What you describe is almost exactly what I did, minus step 3.

IMO, bio_pair_split() should probably be deprecated because of the
shared mempool issue (which is fixable) and because chaining is
dangerous with arbitrary splitting and generally not what users want.

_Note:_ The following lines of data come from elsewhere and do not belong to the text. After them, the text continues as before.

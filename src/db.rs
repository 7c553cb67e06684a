use std::path::Path;

use anyhow::{Context, Result};
use rusqlite::Connection;

/// One firmware item, keyed by `title`.
#[derive(Debug, Clone, Default, PartialEq, Eq)]
pub struct Record {
    pub title: String,
    pub brand: String,
    pub model: String,
    pub stock_rom: String,
    pub android_version: String,
    pub author: String,
    pub detail_path: String,
    pub last_modified: String,
    pub chipset: String,
    pub asset_url: String,
}

/// Non-key columns of the `records` table.
#[derive(Debug, Clone, Copy, PartialEq, Eq)]
pub enum Column {
    Brand,
    Model,
    StockRom,
    AndroidVersion,
    Author,
    DetailPath,
    LastModified,
    Chipset,
    AssetUrl,
}

impl Column {
    pub fn name(self) -> &'static str {
        match self {
            Column::Brand => "brand",
            Column::Model => "model",
            Column::StockRom => "stock_rom",
            Column::AndroidVersion => "android_version",
            Column::Author => "author",
            Column::DetailPath => "detail_path",
            Column::LastModified => "last_modified",
            Column::Chipset => "chipset",
            Column::AssetUrl => "asset_url",
        }
    }
}

impl Record {
    /// Fields the listing pass owns.
    pub fn listing_fields(&self) -> Vec<(Column, String)> {
        vec![
            (Column::Brand, self.brand.clone()),
            (Column::Model, self.model.clone()),
            (Column::StockRom, self.stock_rom.clone()),
            (Column::AndroidVersion, self.android_version.clone()),
            (Column::Author, self.author.clone()),
            (Column::DetailPath, self.detail_path.clone()),
        ]
    }

    /// Fields the detail pass owns.
    pub fn detail_fields(&self) -> Vec<(Column, String)> {
        vec![
            (Column::LastModified, self.last_modified.clone()),
            (Column::Chipset, self.chipset.clone()),
            (Column::AssetUrl, self.asset_url.clone()),
        ]
    }
}

/// Keyed record storage. Upserting an existing title only touches the given fields.
pub trait MetadataStore {
    fn upsert(&self, title: &str, fields: &[(Column, String)]) -> Result<()>;
    fn scan(&self) -> Result<Vec<Record>>;
}

pub struct SqliteStore {
    conn: Connection,
}

impl SqliteStore {
    pub fn open(path: &Path) -> Result<Self> {
        if let Some(parent) = path.parent().filter(|p| !p.as_os_str().is_empty()) {
            std::fs::create_dir_all(parent)
                .with_context(|| format!("Failed to create {:?}", parent))?;
        }
        let conn = Connection::open(path).with_context(|| format!("Failed to open {:?}", path))?;
        conn.execute_batch("PRAGMA journal_mode=WAL;")?;
        Self::with_connection(conn)
    }

    pub fn open_in_memory() -> Result<Self> {
        Self::with_connection(Connection::open_in_memory()?)
    }

    fn with_connection(conn: Connection) -> Result<Self> {
        init_schema(&conn)?;
        Ok(Self { conn })
    }

    pub fn stats(&self) -> Result<Stats> {
        let total: usize = self
            .conn
            .query_row("SELECT COUNT(*) FROM records", [], |r| r.get(0))?;
        let with_detail: usize = self.conn.query_row(
            "SELECT COUNT(*) FROM records WHERE detail_path != ''",
            [],
            |r| r.get(0),
        )?;
        let with_asset: usize = self.conn.query_row(
            "SELECT COUNT(*) FROM records WHERE asset_url != ''",
            [],
            |r| r.get(0),
        )?;
        Ok(Stats {
            total,
            with_detail,
            with_asset,
        })
    }
}

fn init_schema(conn: &Connection) -> Result<()> {
    conn.execute_batch(
        "
        CREATE TABLE IF NOT EXISTS records (
            title           TEXT PRIMARY KEY,
            brand           TEXT NOT NULL DEFAULT '',
            model           TEXT NOT NULL DEFAULT '',
            stock_rom       TEXT NOT NULL DEFAULT '',
            android_version TEXT NOT NULL DEFAULT '',
            author          TEXT NOT NULL DEFAULT '',
            detail_path     TEXT NOT NULL DEFAULT '',
            last_modified   TEXT NOT NULL DEFAULT '',
            chipset         TEXT NOT NULL DEFAULT '',
            asset_url       TEXT NOT NULL DEFAULT '',
            created_at      TEXT NOT NULL DEFAULT (datetime('now')),
            updated_at      TEXT NOT NULL DEFAULT (datetime('now'))
        );
        ",
    )?;
    Ok(())
}

impl MetadataStore for SqliteStore {
    fn upsert(&self, title: &str, fields: &[(Column, String)]) -> Result<()> {
        let columns: Vec<&str> = fields.iter().map(|(c, _)| c.name()).collect();
        let placeholders: String = (2..=fields.len() + 1)
            .map(|i| format!(", ?{}", i))
            .collect();
        let updates: String = columns
            .iter()
            .map(|c| format!("{c} = excluded.{c}, "))
            .collect();
        let insert_columns: String = columns.iter().map(|c| format!(", {}", c)).collect();

        let sql = format!(
            "INSERT INTO records (title{insert_columns}) VALUES (?1{placeholders})
             ON CONFLICT(title) DO UPDATE SET {updates}updated_at = datetime('now')"
        );

        let mut params: Vec<&dyn rusqlite::types::ToSql> = Vec::with_capacity(fields.len() + 1);
        params.push(&title);
        for (_, value) in fields {
            params.push(value);
        }

        self.conn
            .prepare_cached(&sql)?
            .execute(params.as_slice())
            .with_context(|| format!("Failed to upsert {:?}", title))?;
        Ok(())
    }

    fn scan(&self) -> Result<Vec<Record>> {
        let mut stmt = self.conn.prepare(
            "SELECT title, brand, model, stock_rom, android_version, author,
                    detail_path, last_modified, chipset, asset_url
             FROM records ORDER BY title",
        )?;
        let rows = stmt
            .query_map([], |row| {
                Ok(Record {
                    title: row.get(0)?,
                    brand: row.get(1)?,
                    model: row.get(2)?,
                    stock_rom: row.get(3)?,
                    android_version: row.get(4)?,
                    author: row.get(5)?,
                    detail_path: row.get(6)?,
                    last_modified: row.get(7)?,
                    chipset: row.get(8)?,
                    asset_url: row.get(9)?,
                })
            })?
            .collect::<Result<Vec<_>, _>>()?;
        Ok(rows)
    }
}

// ── Stats ──

pub struct Stats {
    pub total: usize,
    pub with_detail: usize,
    pub with_asset: usize,
}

But converting the existing users over to the new bio_split() would be
very nontrivial, and without that we'd have two different
implementations of bio splitting in the kernel. So under the
circumstances, making the old bio_split() a wrapper around the new one
makes sense, IMO.

We can deprecate bio_pair_split() and remove existing usage one at a
time later.

>
> > diff --git a/drivers/md/raid10.c b/drivers/md/raid10.c
> > index 0f31ec4..9fa07c7 100644
> > --- a/drivers/md/raid10.c
> > +++ b/drivers/md/raid10.c
> > @@ -1080,15 +1080,9 @@ static void make_request(struct mddev *mddev, struct bio * bio)
> > && (conf->geo.near_copies < conf->geo.raid_disks
> > || conf->prev.near_copies < conf->prev.raid_disks))) {
> > struct bio_pair *bp;
> > - /* Sanity check -- queue functions should prevent this happening */
> > - if (bio->bi_vcnt != 1 ||
> > - bio->bi_idx != 0)
> > - goto bad_map;
> > - /* This is a one page bio that upper layers
> > - * refuse to split for us, so we need to split it.
> > - */
> > +
> > bp = bio_pair_split(bio,
> > - chunk_sects - (bio->bi_sector & (chunk_sects - 1)) );
> > + chunk_sects - (bio->bi_sector & (chunk_sects - 1)));
>
> I suppose this one too belongs to the previous rename patch?

Yeah, I'll move it.

>
> > --- a/fs/bio-integrity.c
> > +++ b/fs/bio-integrity.c
> > @@ -681,50 +681,6 @@ void bio_integrity_trim(struct bio *bio, unsigned int offset,
> > EXPORT_SYMBOL(bio_integrity_trim);
> >
> > /**
> > - * bio_integrity_split - Split integrity metadata
> > - * @bio: Protected bio
> > - * @bp: Resulting bio_pair
> > - * @sectors: Offset
> > - *
> > - * Description: Splits an integrity page into a bio_pair.
> > - */
> > -void bio_integrity_split(struct bio *bio, struct bio_pair *bp, int sectors)
> > -{
> > - struct blk_integrity *bi;
> > - struct bio_integrity_payload *bip = bio->bi_integrity;
> > - unsigned int nr_sectors;
> > -
> > - if (bio_integrity(bio) == 0)
> > - return;
> > -
> > - bi = bdev_get_integrity(bio->bi_bdev);
> > - BUG_ON(bi == NULL);
> > - BUG_ON(bip->bip_vcnt != 1);
> > -
> > - nr_sectors = bio_integrity_hw_sectors(bi, sectors);
> > -
> > - bp->bio1.bi_integrity = &bp->bip1;
> > - bp->bio2.bi_integrity = &bp->bip2;
> > -
> > - bp->iv1 = bip->bip_vec[0];
> > - bp->iv2 = bip->bip_vec[0];
> > -
> > - bp->bip1.bip_vec[0] = bp->iv1;
> > - bp->bip2.bip_vec[0] = bp->iv2;
> > -
> > - bp->iv1.bv_len = sectors * bi->tuple_size;
> > - bp->iv2.bv_offset += sectors * bi->tuple_size;
> > - bp->iv2.bv_len -= sectors * bi->tuple_size;
> > -
> > - bp->bip1.bip_sector = bio->bi_integrity->bip_sector;
> > - bp->bip2.bip_sector = bio->bi_integrity->bip_sector + nr_sectors;
> > -
> > - bp->bip1.bip_vcnt = bp->bip2.bip_vcnt = 1;
> > - bp->bip1.bip_idx = bp->bip2.bip_idx = 0;
> > -}
> > -EXPORT_SYMBOL(bio_integrity_split);
>
> I complained about this in the last posting and in the previous patch.
> Please respond. Martin, are you okay with these integrity changes?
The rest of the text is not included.